In its Android flavour, Linux powers the majority of smartphones out there, and in one form or another it’s also the kernel of choice for many so-called IoT devices such as bike computers, home Wi-Fi routers, webcams, baby monitors and even doorlocks.
Most people who use Linux know that the name is a sort-of pun on Unix, the operating system that Linux most resembles.
And Unix, of course, is the operating system behind a significant proportion of the devices out there that don’t run Linux, being at the heart of Apple’s macOS and iOS systems, as well as the various and widely-used open source BSD distributions.
But nowhere near as many people realise that the name Unix was originally Unics, and was itself a pun on Multics, the ground-breaking multiuser operating system that gave rise to the Unix project itself.

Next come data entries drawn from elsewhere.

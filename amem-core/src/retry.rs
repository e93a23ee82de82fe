//! Bounded timeout and retry for calls into external collaborators.
//!
//! Every call into the embedding index or the attribute synthesizer goes
//! through [`CollaboratorPolicy::call`], so an unresponsive backend costs at
//! most `(max_retries + 1) * timeout` plus backoff, never an unbounded wait.

use std::future::Future;
use std::time::Duration;

use serde::{Deserialize, Serialize};
use tracing::{debug, warn};

use crate::error::{Error, Result};

/// Timeout and retry budget for one collaborator.
#[derive(Debug, Clone, PartialEq, Eq, Serialize, Deserialize)]
#[serde(default)]
pub struct CollaboratorPolicy {
    /// Deadline for a single attempt in milliseconds
    pub timeout_ms: u64,
    /// Retries after the first attempt
    pub max_retries: u32,
    /// Delay before the first retry in milliseconds; doubles per retry
    pub backoff_ms: u64,
    /// Upper bound on a single backoff delay
    pub max_backoff_ms: u64,
}

impl Default for CollaboratorPolicy {
    fn default() -> Self {
        Self {
            timeout_ms: 30_000,
            max_retries: 2,
            backoff_ms: 200,
            max_backoff_ms: 5_000,
        }
    }
}

impl CollaboratorPolicy {
    /// Single attempt, no backoff.
    pub fn no_retry(timeout_ms: u64) -> Self {
        Self {
            timeout_ms,
            max_retries: 0,
            backoff_ms: 0,
            max_backoff_ms: 0,
        }
    }

    pub fn with_timeout_ms(mut self, timeout_ms: u64) -> Self {
        self.timeout_ms = timeout_ms;
        self
    }

    pub fn with_max_retries(mut self, max_retries: u32) -> Self {
        self.max_retries = max_retries;
        self
    }

    pub fn with_backoff_ms(mut self, backoff_ms: u64) -> Self {
        self.backoff_ms = backoff_ms;
        self
    }

    pub fn timeout(&self) -> Duration {
        Duration::from_millis(self.timeout_ms)
    }

    /// Delay before retry number `retry` (1-based).
    pub fn backoff_for(&self, retry: u32) -> Duration {
        let factor = 1u64 << retry.saturating_sub(1).min(16);
        let delay = self.backoff_ms.saturating_mul(factor).min(self.max_backoff_ms);
        Duration::from_millis(delay)
    }

    /// Run `op` under this policy.
    ///
    /// Each attempt is bounded by `timeout_ms`. Retryable failures
    /// (collaborator errors and timeouts) are retried up to `max_retries`
    /// times with exponential backoff; any other error returns at once.
    pub async fn call<T, F, Fut>(&self, collaborator: &str, mut op: F) -> Result<T>
    where
        F: FnMut() -> Fut,
        Fut: Future<Output = Result<T>>,
    {
        let mut attempt: u32 = 0;
        loop {
            let outcome = match tokio::time::timeout(self.timeout(), op()).await {
                Ok(result) => result,
                Err(_) => Err(Error::collaborator_timeout(collaborator, self.timeout_ms)),
            };

            match outcome {
                Ok(value) => return Ok(value),
                Err(e) if e.is_retryable() && attempt < self.max_retries => {
                    attempt += 1;
                    let delay = self.backoff_for(attempt);
                    debug!(
                        collaborator,
                        attempt,
                        delay_ms = delay.as_millis() as u64,
                        error = %e,
                        "Retrying collaborator call"
                    );
                    tokio::time::sleep(delay).await;
                }
                Err(e) => {
                    if e.is_retryable() {
                        warn!(collaborator, attempts = attempt + 1, error = %e, "Collaborator call failed");
                    }
                    return Err(e);
                }
            }
        }
    }
}
//! # amem-core
//!
//! Agentic memory for LLM agents: notes that link and refine themselves as
//! new knowledge arrives.
//!
//! ## Core Components
//!
//! - **Memory**: notes, provenance and the note stores (in-memory, SQLite)
//! - **Index**: embedding index seam with an in-memory implementation
//! - **Synth**: attribute synthesizer seam (heuristic or LLM-backed)
//! - **Evolution**: the link/refine pass and deletion repair
//! - **Retrieval**: similarity search with one-hop link expansion
//! - **System**: the [`MemorySystem`] facade tying them together
//!
//! ## Example
//!
//! ```rust,ignore
//! use amem_core::{EngineConfig, MemorySystem, NewNote};
//!
//! let memory = MemorySystem::offline(EngineConfig::default())?;
//! let n1 = memory.add(NewNote::new("Deep learning neural networks")).await?;
//! let n2 = memory.add(NewNote::new("Backpropagation in neural networks")).await?;
//!
//! assert!(memory.read(n2)?.has_link(n1));
//! for hit in memory.search("neural networks", 5).await? {
//!     println!("{} ({:.2}): {}", hit.note.id, hit.score, hit.note.content);
//! }
//! ```

pub mod config;
pub mod error;
pub mod evolution;
pub mod index;
pub mod llm;
pub mod memory;
pub mod retrieval;
pub mod retry;
pub mod synth;
pub mod system;

#[cfg(test)]
pub(crate) mod testing;

// Re-exports for convenience
pub use config::EngineConfig;
pub use error::{Error, Result};
pub use evolution::{ConsistencyWarning, EvolutionEngine, EvolutionReport, NoteLocks};
pub use index::{
    EmbeddingIndex, Embedder, HashingEmbedder, InMemoryEmbeddingIndex, LlmEmbedder, ScoredId,
};
pub use llm::{ClientConfig, LLMClient, OpenAIClient};
pub use memory::{
    EvolutionEvent, InMemoryNoteStore, MemoryNote, NewNote, NoteAttribute, NoteId, NoteStore,
    NoteUpdate, Provenance, SqliteNoteStore,
};
pub use retrieval::{HitOrigin, RetrievalService, SearchHit, SearchOptions};
pub use retry::CollaboratorPolicy;
pub use synth::{
    AttributeSynthesizer, HeuristicSynthesizer, LinkDecision, LlmSynthesizer, RelevanceJudgment,
    SynthesizedAttributes,
};
pub use system::MemorySystem;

Multics, short for Multiplexed Information and Computing Service, was essentially Version 2 of a Massachussets Institute of Technology (MIT) operating system called CTSS, short for Compatible Time-Sharing System.
We take it for granted these days
CTSS offered a whole new way of organising computation, one that we take for granted these days on our laptops, servers and phones.
You could run programs in the background as batch jobs, or in the foreground as interactive sessions, and that was “you (plural)”, because several users could be running interactive sessions at the same time.
Each user had the illusion that they had a computer of their own, with programs and users protected from trampling on each other’s stuff by a supervisor program that kept control of the hardware and distributed its resources between the various processes running alongside each other.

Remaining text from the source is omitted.